Objective:To explore the value of synthetic MRI in quantitative monitoring of knee joint structural and cartilage changes of amateur marathon runners before and after the whole marathon.Methods:Totally 26 amateur marathon enthusiasts from Zhuhai City, Guangdong Province were recruited from October 2019 to January 2020. The right knee joints were scanned 1 week before the race and within 48 h after the race. The scanning sequence included the three-dimensional proton density weighted image with isotropic (3D-CUBE-PD) sequence and synthetic MRI sequence. The conventional contrast weighted images T 1WI, T 2WI, proton density (PD) weighted imaging, short-T 1 inversion recovery (STIR) and T 1, T 2, PD mapping were obtained by the latter scans. The 3D-CUBE-PD sequence was used as a reference to evaluate the detection of knee joint lesions. The knee articular cartilage was divided into 8 subregions: central medial femoral condyle (CMFC), posterior medial femoral condyle (PMFC), central lateral femoral condyle (CLFC), posterior lateral femoral condyle (PLFC), medial tibia plateau (MTP), lateral tibia plateau (LTP), patella and trochlear. Based on the synthetic MRI quantitative mapping, the T 1, T 2 and PD values of each cartilage subregion were measured independently by 2 radiologists. The ICC was used to evaluate the consistency of the measurement between observers. The T 1, T 2 and PD values of knee cartilage before and after marathon exercise were compared by Wilcoxon signed rank test. Results:The 2 radiologists had good consistency in the measurement of T 1, T 2 and PD values of knee articular cartilage with the ICC values of 0.912, 0.933 and 0.954, respectively. The synthetic MRI quantitative mapping sequence can detect all cartilage damage ( n=3) and joint effusion ( n=15), and 7 of 9 meniscus injuries were detected. The T 1, T 2 and PD values of the knee cartilage as a whole before the race were higher than those after race, and the differences were statistically significant (all P<0.05).
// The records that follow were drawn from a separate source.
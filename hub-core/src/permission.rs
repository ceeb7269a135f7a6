//! C? PermissionPipeline (§4.4): elicit, decide, reply.

use std::collections::HashMap;
use std::collections::HashSet;
use std::sync::Mutex;

use hub_protocol::config::CollaborationMode;
use hub_protocol::config::PermissionMode;
use hub_protocol::event::AgentEvent;
use hub_protocol::permission::CompletedRequest;
use hub_protocol::permission::CompletionStatus;
use hub_protocol::permission::Decision;
use hub_protocol::permission::PermissionDecision;
use hub_protocol::permission::PermissionKind;
use hub_protocol::permission::PermissionRequest;
use tokio::sync::oneshot;

/// The hub's own title-change tool, in either transport's naming (§4.4
/// "Decide", rule 3).
fn is_title_change_tool(name: &str) -> bool {
    name == "change_title" || name == "happy__change_title"
}

/// Override hints may extend the read-only mode's allow/write lists per
/// call (§4.4 "Decide", rule 2 final bullet).
#[derive(Debug, Clone, Default)]
pub struct OverrideHints {
    pub extra_allow: HashSet<String>,
    pub extra_write: HashSet<String>,
}

const DEFAULT_READ_ONLY_ALLOWLIST: &[&str] = &["read_file", "list_dir", "grep", "glob", "search"];
const DEFAULT_READ_ONLY_WRITELIST: &[&str] = &["shell", "apply_patch", "write_file", "exec"];

#[derive(Debug, Clone, PartialEq, Eq)]
pub enum AutoDecision {
    Approved,
    ApprovedForSession,
    Blocked,
    NoRule,
}

/// Auto-approval rules, evaluated when no pending client handler exists and
/// the transport prompts synchronously (§4.4 "Decide", rule 2).
pub fn auto_approval(
    permission_mode: PermissionMode,
    kind: PermissionKind,
    tool_name: &str,
    hints: &OverrideHints,
) -> AutoDecision {
    if is_title_change_tool(tool_name) {
        return match permission_mode {
            PermissionMode::Yolo => AutoDecision::ApprovedForSession,
            PermissionMode::SafeYolo => AutoDecision::Approved,
            _ => AutoDecision::NoRule,
        };
    }

    match permission_mode {
        PermissionMode::Yolo => AutoDecision::ApprovedForSession,
        PermissionMode::SafeYolo => AutoDecision::Approved,
        PermissionMode::ReadOnly => {
            let _ = kind;
            if hints.extra_allow.contains(tool_name) || DEFAULT_READ_ONLY_ALLOWLIST.contains(&tool_name) {
                AutoDecision::Approved
            } else if hints.extra_write.contains(tool_name) || DEFAULT_READ_ONLY_WRITELIST.contains(&tool_name) {
                AutoDecision::Blocked
            } else {
                AutoDecision::NoRule
            }
        }
        PermissionMode::Default => AutoDecision::NoRule,
    }
}

/// Decision source recorded for observability, not part of the wire shape.
#[derive(Debug, Clone, Copy, PartialEq, Eq)]
pub enum DecisionSource {
    ClientResponse,
    AutoApproval,
}

struct Pending {
    request: PermissionRequest,
    resolver: oneshot::Sender<Result<PermissionDecision, String>>,
}

/// Transport-native reply shapes (§4.4 "Reply").
#[derive(Debug, Clone, PartialEq)]
pub enum AppServerReply {
    Accept,
    AcceptForSession,
    Decline,
    Cancel,
}

#[derive(Debug, Clone, PartialEq)]
pub struct McpElicitReply {
    pub action: &'static str,
    pub content: Option<serde_json::Value>,
}

pub fn decision_to_app_server_reply(decision: &PermissionDecision) -> AppServerReply {
    match decision.decision {
        Decision::Approved => AppServerReply::Accept,
        Decision::ApprovedForSession => AppServerReply::AcceptForSession,
        Decision::Denied => AppServerReply::Decline,
        Decision::Abort => AppServerReply::Cancel,
    }
}

/// Synthesizes MCP elicitation `content` by inspecting the requested
/// schema's declared properties (§4.4 "Reply"). If the schema declares no
/// properties, only `action` is returned.
pub fn decision_to_mcp_elicit_reply(decision: &PermissionDecision, schema_properties: &[&str]) -> McpElicitReply {
    let action = match decision.decision {
        Decision::Approved | Decision::ApprovedForSession => "accept",
        Decision::Denied => "decline",
        Decision::Abort => "cancel",
    };

    if schema_properties.is_empty() {
        return McpElicitReply { action, content: None };
    }

    let mut content = serde_json::Map::new();
    for prop in schema_properties {
        match *prop {
            "decision" => {
                let raw = serde_json::to_value(decision.decision).unwrap_or(serde_json::Value::Null);
                content.insert("decision".into(), raw);
            }
            "approved" => {
                content.insert("approved".into(), serde_json::Value::Bool(decision.is_approval()));
            }
            "allow" => {
                content.insert("allow".into(), serde_json::Value::Bool(decision.is_approval()));
            }
            "reason" => {
                if let Some(reason) = &decision.reason {
                    content.insert("reason".into(), serde_json::Value::String(reason.clone()));
                }
            }
            _ => {}
        }
    }
    McpElicitReply {
        action,
        content: Some(serde_json::Value::Object(content)),
    }
}

/// Owns in-flight permission requests for one session. Elicit registers a
/// pending promise; decide resolves it (from a client response or an
/// auto-approval rule); finalize moves it into `completedRequests`.
#[derive(Default)]
pub struct PermissionPipeline {
    pending: Mutex<HashMap<String, Pending>>,
}

impl PermissionPipeline {
    pub fn new() -> Self {
        Self::default()
    }

    /// Synthesizes the request, emits the outbound `tool-call` the caller
    /// should publish, and returns a receiver that resolves once `decide`
    /// or `reset` settles it (§4.4 "Elicit").
    pub fn elicit(
        &self,
        id: Option<String>,
        tool_name: impl Into<String>,
        input: serde_json::Value,
        kind: PermissionKind,
    ) -> (PermissionRequest, AgentEvent, oneshot::Receiver<Result<PermissionDecision, String>>) {
        let id = id.unwrap_or_else(|| uuid::Uuid::new_v4().to_string());
        let request = PermissionRequest::new(id.clone(), tool_name, input.clone(), kind);
        let event = AgentEvent::ToolCall {
            name: request.display_tool_name(),
            call_id: id.clone(),
            input,
        };

        let (tx, rx) = oneshot::channel();
        self.pending.lock().unwrap_or_else(|e| e.into_inner()).insert(
            id,
            Pending {
                request: request.clone(),
                resolver: tx,
            },
        );
        (request, event, rx)
    }

    /// Attempts to auto-approve a just-elicited request when no client
    /// handler is registered and the transport prompted synchronously.
    /// Returns `true` if a decision was applied.
    pub fn try_auto_approve(
        &self,
        id: &str,
        permission_mode: PermissionMode,
        _collaboration_mode: CollaborationMode,
        hints: &OverrideHints,
    ) -> bool {
        let kind_and_name = {
            let pending = self.pending.lock().unwrap_or_else(|e| e.into_inner());
            pending.get(id).map(|p| (p.request.kind, p.request.tool_name.clone()))
        };
        let Some((kind, tool_name)) = kind_and_name else {
            return false;
        };

        let decision = match auto_approval(permission_mode, kind, &tool_name, hints) {
            AutoDecision::Approved => PermissionDecision {
                decision: Decision::Approved,
                reason: None,
                answers: None,
            },
            AutoDecision::ApprovedForSession => PermissionDecision {
                decision: Decision::ApprovedForSession,
                reason: None,
                answers: None,
            },
            AutoDecision::Blocked | AutoDecision::NoRule => return false,
        };

        self.resolve(id, Ok(decision)).is_ok()
    }

    /// A client response via the `permission` RPC handler carrying
    /// `{id, approved, decision?}` (§4.4 "Decide", rule 1).
    pub fn on_client_response(&self, id: &str, decision: PermissionDecision) -> Result<(), &'static str> {
        self.resolve(id, Ok(decision))
    }

    fn resolve(&self, id: &str, outcome: Result<PermissionDecision, String>) -> Result<(), &'static str> {
        let pending = self
            .pending
            .lock()
            .unwrap_or_else(|e| e.into_inner())
            .remove(id);
        match pending {
            Some(p) => {
                let _ = p.resolver.send(outcome);
                Ok(())
            }
            None => Err("unknown or already-resolved request id"),
        }
    }

    /// Finalizes a resolved request into a `CompletedRequest` record
    /// (§4.4 "Finalization").
    pub fn finalize(request: PermissionRequest, decision: &PermissionDecision) -> CompletedRequest {
        let status = match decision.decision {
            Decision::Approved | Decision::ApprovedForSession => CompletionStatus::Approved,
            Decision::Denied => CompletionStatus::Denied,
            Decision::Abort => CompletionStatus::Canceled,
        };
        CompletedRequest {
            request,
            completed_at: chrono::Utc::now(),
            status,
            decision: decision.decision,
            reason: decision.reason.clone(),
        }
    }

    /// On session reset, every pending request is canceled with
    /// `reason: "Session reset"` (§4.4 "Finalization").
    pub fn reset(&self) {
        let mut pending = self.pending.lock().unwrap_or_else(|e| e.into_inner());
        for (_, p) in pending.drain() {
            let _ = p.resolver.send(Err("Session reset".to_string()));
        }
    }

    pub fn pending_count(&self) -> usize {
        self.pending.lock().unwrap_or_else(|e| e.into_inner()).len()
    }
}

#[cfg(test)]
mod tests {
    #![allow(clippy::unwrap_used, clippy::expect_used)]
    use super::*;

    #[test]
    fn yolo_mode_approves_any_tool_for_session() {
        let hints = OverrideHints::default();
        assert_eq!(
            auto_approval(PermissionMode::Yolo, PermissionKind::Exec, "shell", &hints),
            AutoDecision::ApprovedForSession
        );
    }

    #[test]
    fn safe_yolo_mode_approves_any_tool_once() {
        let hints = OverrideHints::default();
        assert_eq!(
            auto_approval(PermissionMode::SafeYolo, PermissionKind::FileChange, "apply_patch", &hints),
            AutoDecision::Approved
        );
    }

    #[test]
    fn read_only_mode_allows_reads_and_blocks_writes() {
        let hints = OverrideHints::default();
        assert_eq!(
            auto_approval(PermissionMode::ReadOnly, PermissionKind::Exec, "read_file", &hints),
            AutoDecision::Approved
        );
        assert_eq!(
            auto_approval(PermissionMode::ReadOnly, PermissionKind::Exec, "shell", &hints),
            AutoDecision::Blocked
        );
        assert_eq!(
            auto_approval(PermissionMode::ReadOnly, PermissionKind::DynamicTool, "unknown_tool", &hints),
            AutoDecision::NoRule
        );
    }

    #[test]
    fn read_only_override_hints_extend_lists() {
        let mut hints = OverrideHints::default();
        hints.extra_allow.insert("custom_read".to_string());
        assert_eq!(
            auto_approval(PermissionMode::ReadOnly, PermissionKind::DynamicTool, "custom_read", &hints),
            AutoDecision::Approved
        );
    }

    #[test]
    fn title_change_tool_rule_overrides_generic_rules_in_both_yolo_modes() {
        let hints = OverrideHints::default();
        assert_eq!(
            auto_approval(PermissionMode::Yolo, PermissionKind::DynamicTool, "happy__change_title", &hints),
            AutoDecision::ApprovedForSession
        );
        assert_eq!(
            auto_approval(PermissionMode::SafeYolo, PermissionKind::DynamicTool, "change_title", &hints),
            AutoDecision::Approved
        );
        assert_eq!(
            auto_approval(PermissionMode::Default, PermissionKind::DynamicTool, "change_title", &hints),
            AutoDecision::NoRule
        );
    }

    #[test]
    fn default_mode_never_auto_decides() {
        let hints = OverrideHints::default();
        assert_eq!(
            auto_approval(PermissionMode::Default, PermissionKind::Exec, "shell", &hints),
            AutoDecision::NoRule
        );
    }

    #[tokio::test]
    async fn elicit_then_client_response_resolves_the_awaiting_receiver() {
        let pipeline = PermissionPipeline::new();
        let (request, event, rx) = pipeline.elicit(None, "shell", serde_json::json!({}), PermissionKind::Exec);
        assert!(matches!(event, AgentEvent::ToolCall { name, .. } if name == "CodexBash"));

        pipeline
            .on_client_response(&request.id, PermissionDecision::approved())
            .expect("pending request should resolve");

        let decision = rx.await.expect("channel should not be dropped").expect("approved");
        assert!(decision.is_approval());
    }

    #[tokio::test]
    async fn reset_cancels_all_pending_with_session_reset_reason() {
        let pipeline = PermissionPipeline::new();
        let (_, _, rx) = pipeline.elicit(None, "shell", serde_json::json!({}), PermissionKind::Exec);
        pipeline.reset();
        let err = rx.await.expect("channel should not be dropped").expect_err("should be canceled");
        assert_eq!(err, "Session reset");
    }

    #[test]
    fn mcp_reply_with_no_declared_properties_only_carries_action() {
        let reply = decision_to_mcp_elicit_reply(&PermissionDecision::approved(), &[]);
        assert_eq!(reply.action, "accept");
        assert!(reply.content.is_none());
    }

    #[test]
    fn mcp_reply_populates_only_declared_properties() {
        let decision = PermissionDecision::denied("not today");
        let reply = decision_to_mcp_elicit_reply(&decision, &["decision", "reason"]);
        let content = reply.content.unwrap();
        assert_eq!(content["decision"], "denied");
        assert_eq!(content["reason"], "not today");
        assert!(content.get("approved").is_none());
    }

    /// §8 scenario 6: reply schema synthesis for a `{approved, reason}`
    /// elicitation, denied with reason "no".
    #[test]
    fn mcp_reply_schema_synthesis_matches_approved_reason_scenario() {
        let decision = PermissionDecision::denied("no");
        let reply = decision_to_mcp_elicit_reply(&decision, &["approved", "reason"]);
        assert_eq!(reply.action, "decline");
        let content = reply.content.unwrap();
        assert_eq!(content["approved"], false);
        assert_eq!(content["reason"], "no");
        assert!(content.get("decision").is_none());
    }

    #[test]
    fn app_server_reply_maps_each_decision_variant() {
        assert_eq!(decision_to_app_server_reply(&PermissionDecision::approved()), AppServerReply::Accept);
        assert_eq!(
            decision_to_app_server_reply(&PermissionDecision {
                decision: Decision::ApprovedForSession,
                reason: None,
                answers: None
            }),
            AppServerReply::AcceptForSession
        );
        assert_eq!(decision_to_app_server_reply(&PermissionDecision::denied("no")), AppServerReply::Decline);
        assert_eq!(
            decision_to_app_server_reply(&PermissionDecision {
                decision: Decision::Abort,
                reason: None,
                answers: None
            }),
            AppServerReply::Cancel
        );
    }
}
impl ProtocolPoison {
    fn new() -> Self {
        Self(Arc::new(StdMutex::new(None)))
    }

    fn poison(&self, reason: String) {
        let mut guard = self.0.lock().unwrap_or_else(|e| e.into_inner());
        if guard.is_none() {
            *guard = Some(reason);
        }
    }

    fn reason(&self) -> Option<String> {
        self.0.lock().unwrap_or_else(|e| e.into_inner()).clone()
    }
}

pub struct AppServerTransport {
    program: String,
    args: Vec<String>,
    child: Mutex<Option<Child>>,
    stdin_tx: Mutex<Option<mpsc::Sender<String>>>,
    next_id: AtomicI64,
    pending: Arc<Pending>,
    poison: ProtocolPoison,
    request_handlers: Arc<Mutex<HashMap<String, Arc<dyn RequestHandler>>>>,
    notification_handler: Arc<Mutex<Option<Arc<dyn NotificationHandler>>>>,
}

impl AppServerTransport {
    pub fn new(program: impl Into<String>, args: Vec<String>) -> Self {
        Self {
            program: program.into(),
            args,
            child: Mutex::new(None),
            stdin_tx: Mutex::new(None),
            next_id: AtomicI64::new(0),
            pending: Arc::new(Mutex::new(HashMap::new())),
            poison: ProtocolPoison::new(),
            request_handlers: Arc::new(Mutex::new(HashMap::new())),
            notification_handler: Arc::new(Mutex::new(None)),
        }
    }

    async fn reject_all_pending(&self, err: TransportError) {
        let mut pending = self.pending.lock().await;
        for (_, tx) in pending.drain() {
            let _ = tx.send(Err(transport_error_clone(&err)));
        }
    }

    async fn send_request(
        &self,
        method: &str,
        params: serde_json::Value,
        duration: Duration,
        cancel: Option<CancellationToken>,
    ) -> Result<serde_json::Value, TransportError> {
        if let Some(reason) = self.poison.reason() {
            return Err(TransportError::Protocol(reason));
        }
        if let Some(cancel) = &cancel {
            if cancel.is_cancelled() {
                return Err(TransportError::Aborted);
            }
        }

        let stdin_tx = {
            let guard = self.stdin_tx.lock().await;
            guard.clone().ok_or(TransportError::Disconnected)?
        };

        let id = self.next_id.fetch_add(1, Ordering::Relaxed);
        let (tx, rx) = oneshot::channel();
        self.pending.lock().await.insert(id, tx);

        let line = serde_json::to_string(&RawRequest {
            id,
            method: method.to_string(),
            params,
        })
        .map_err(|e| TransportError::Protocol(e.to_string()))?;

        if stdin_tx.send(line).await.is_err() {
            self.pending.lock().await.remove(&id);
            return Err(TransportError::Disconnected);
        }

        let result = if let Some(cancel) = cancel {
            tokio::select! {
                res = rx => match res {
                    Ok(result) => result,
                    Err(_) => Err(TransportError::Aborted),
                },
                _ = cancel.cancelled() => {
                    self.pending.lock().await.remove(&id);
                    Err(TransportError::Aborted)
                }
                _ = tokio::time::sleep(duration) => {
                    self.pending.lock().await.remove(&id);
                    Err(TransportError::Timeout { method: method.to_string(), timeout: duration })
                }
            }
        } else {
            match tokio_timeout(duration, rx).await {
                Ok(Ok(result)) => result,
                Ok(Err(_)) => Err(TransportError::Aborted),
                Err(_) => {
                    self.pending.lock().await.remove(&id);
                    Err(TransportError::Timeout { method: method.to_string(), timeout: duration })
                }
            }
        };
        result
    }
}

fn transport_error_clone(err: &TransportError) -> TransportError {
    match err {
        TransportError::Aborted => TransportError::Aborted,
        TransportError::Disconnected => TransportError::Disconnected,
        TransportError::Timeout { method, timeout } => TransportError::Timeout {
            method: method.clone(),
            timeout: *timeout,
        },
        TransportError::Protocol(s) => TransportError::Protocol(s.clone()),
        TransportError::Spawn { program, .. } => TransportError::Protocol(format!("spawn failure for `{program}`")),
        TransportError::Other(s) => TransportError::Other(s.clone()),
    }
}

#[async_trait]
impl AgentTransport for AppServerTransport {
    async fn connect(&self) -> Result<(), TransportError> {
        if self.child.lock().await.is_some() {
            return Ok(());
        }

        let mut cmd = Command::new(&self.program);
        cmd.args(&self.args);
        cmd.stdin(Stdio::piped());
        cmd.stdout(Stdio::piped());
        cmd.stderr(Stdio::inherit());

        let mut child = cmd.spawn().map_err(|source| TransportError::Spawn {
            program: self.program.clone(),
            source,
        })?;

        let stdout = child
            .stdout
            .take()
            .ok_or_else(|| TransportError::Protocol("no stdout pipe".into()))?;
        let mut stdin = child
            .stdin
            .take()
            .ok_or_else(|| TransportError::Protocol("no stdin pipe".into()))?;

        let (stdin_tx, mut stdin_rx) = mpsc::channel::<String>(128);

        tokio::spawn(async move {
            while let Some(line) = stdin_rx.recv().await {
                if stdin.write_all(line.as_bytes()).await.is_err()
                    || stdin.write_all(b"\n").await.is_err()
                    || stdin.flush().await.is_err()
                {
                    debug!("app-server stdin closed");
                    break;
                }
            }
        });

        let pending = self.pending.clone();
        let poison = self.poison.clone();
        let request_handlers = self.request_handlers.clone();
        let notification_handler = self.notification_handler.clone();
        let reply_tx = stdin_tx.clone();
        tokio::spawn(async move {
            let reader = BufReader::new(stdout);
            let mut lines = reader.lines();
            loop {
                let line = match lines.next_line().await {
                    Ok(Some(l)) => l,
                    Ok(None) => break,
                    Err(e) => {
                        error!("app-server stdout read error: {e}");
                        break;
                    }
                };
                if line.trim().is_empty() {
                    continue;
                }
                let parsed: Result<Line, _> = serde_json::from_str(&line);
                let msg = match parsed {
                    Ok(m) => m,
                    Err(e) => {
                        warn!("app-server protocol error, poisoning transport: {e}");
                        poison.poison(format!("parse failure: {e}"));
                        let mut pending = pending.lock().await;
                        for (_, tx) in pending.drain() {
                            let _ = tx.send(Err(TransportError::Protocol(format!("parse failure: {e}"))));
                        }
                        break;
                    }
                };
                match msg {
                    Line::Response(RawResponse { id, result, error }) => {
                        let resolved = match (result, error) {
                            (Some(result), _) => Ok(result),
                            (None, Some(error)) => Err(TransportError::Protocol(error.message)),
                            (None, None) => Ok(serde_json::Value::Null),
                        };
                        let sender = pending.lock().await.remove(&id);
                        match sender {
                            Some(tx) => {
                                let _ = tx.send(resolved);
                            }
                            None => warn!("dropping response for unknown request id {id}"),
                        }
                    }
                    Line::Notification(RawNotification { method, params }) => {
                        if let Some(h) = notification_handler.lock().await.clone() {
                            h.handle(serde_json::json!({"method": method, "params": params}));
                        }
                    }
                    Line::Request(RawRequest { id, method, params }) => {
                        let handler = request_handlers.lock().await.get(&method).cloned();
                        let reply_tx = reply_tx.clone();
                        tokio::spawn(async move {
                            let response = match handler {
                                Some(h) => match h.handle(params).await {
                                    Ok(result) => RawResponse {
                                        id,
                                        result: Some(result),
                                        error: None,
                                    },
                                    Err(e) => RawResponse {
                                        id,
                                        result: None,
                                        error: Some(RawError {
                                            code: INTERNAL_ERROR,
                                            message: e.to_string(),
                                        }),
                                    },
                                },
                                None => RawResponse {
                                    id,
                                    result: None,
                                    error: Some(RawError {
                                        code: METHOD_NOT_FOUND,
                                        message: format!("unknown method `{method}`"),
                                    }),
                                },
                            };
                            if let Ok(line) = serde_json::to_string(&response) {
                                let _ = reply_tx.send(line).await;
                            }
                        });
                    }
                }
            }
            let mut pending = pending.lock().await;
            for (_, tx) in pending.drain() {
                let _ = tx.send(Err(TransportError::Disconnected));
            }
        });

        *self.stdin_tx.lock().await = Some(stdin_tx);
        *self.child.lock().await = Some(child);
        Ok(())
    }

    async fn disconnect(&self) {
        *self.stdin_tx.lock().await = None;
        if let Some(mut child) = self.child.lock().await.take() {
            let _ = child.start_kill();
        }
        self.reject_all_pending(TransportError::Disconnected).await;
    }

    async fn initialize(&self, client_info: Implementation) -> Result<Implementation, TransportError> {
        let value = self
            .send_request("initialize", serde_json::to_value(client_info).unwrap_or_default(), INIT_TIMEOUT, None)
            .await?;
        serde_json::from_value(value).map_err(|e| TransportError::Protocol(e.to_string()))
    }

    async fn start_thread(
        &self,
        params: StartThreadParams,
        cancel: CancellationToken,
    ) -> Result<ThreadStartOk, TransportError> {
        let value = self
            .send_request(
                "startThread",
                serde_json::to_value(params).unwrap_or_default(),
                LONG_LIVED_TIMEOUT,
                Some(cancel),
            )
            .await?;
        serde_json::from_value(value).map_err(|e| TransportError::Protocol(e.to_string()))
    }

    async fn resume_thread(
        &self,
        params: StartThreadParams,
        cancel: CancellationToken,
    ) -> Result<ThreadStartOk, TransportError> {
        let value = self
            .send_request(
                "resumeThread",
                serde_json::to_value(params).unwrap_or_default(),
                LONG_LIVED_TIMEOUT,
                Some(cancel),
            )
            .await?;
        serde_json::from_value(value).map_err(|e| TransportError::Protocol(e.to_string()))
    }

    async fn start_turn(
        &self,
        params: StartTurnParams,
        cancel: CancellationToken,
    ) -> Result<TurnStartOk, TransportError> {
        let value = self
            .send_request(
                "startTurn",
                serde_json::to_value(params).unwrap_or_default(),
                LONG_LIVED_TIMEOUT,
                Some(cancel),
            )
            .await?;
        serde_json::from_value(value).map_err(|e| TransportError::Protocol(e.to_string()))
    }

    async fn interrupt_turn(&self, thread_id: String, turn_id: Option<String>) -> Result<(), TransportError> {
        self.send_request(
            "interruptTurn",
            serde_json::json!({"threadId": thread_id, "turnId": turn_id}),
            INTERRUPT_TIMEOUT,
            None,
        )
        .await?;
        Ok(())
    }

    fn register_request_handler(&self, method: &str, handler: Arc<dyn RequestHandler>) {
        let handlers = self.request_handlers.clone();
        let method = method.to_string();
        tokio::spawn(async move {
            handlers.lock().await.insert(method, handler);
        });
    }

    fn set_notification_handler(&self, handler: Arc<dyn NotificationHandler>) {
        let slot = self.notification_handler.clone();
        tokio::spawn(async move {
            *slot.lock().await = Some(handler);
        });
    }
}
The T 1 values were statistically significant except patellar cartilage and trochlear cartilage, and T 2 values were significantly different in the CMFC, LTP, MTP ( P<0.05). Conclusion:Synthetic MRI has a good display of knee joint structural lesions, and its quantitative parameters T 1, T 2 and PD can detect the changes of knee cartilage before and after marathon.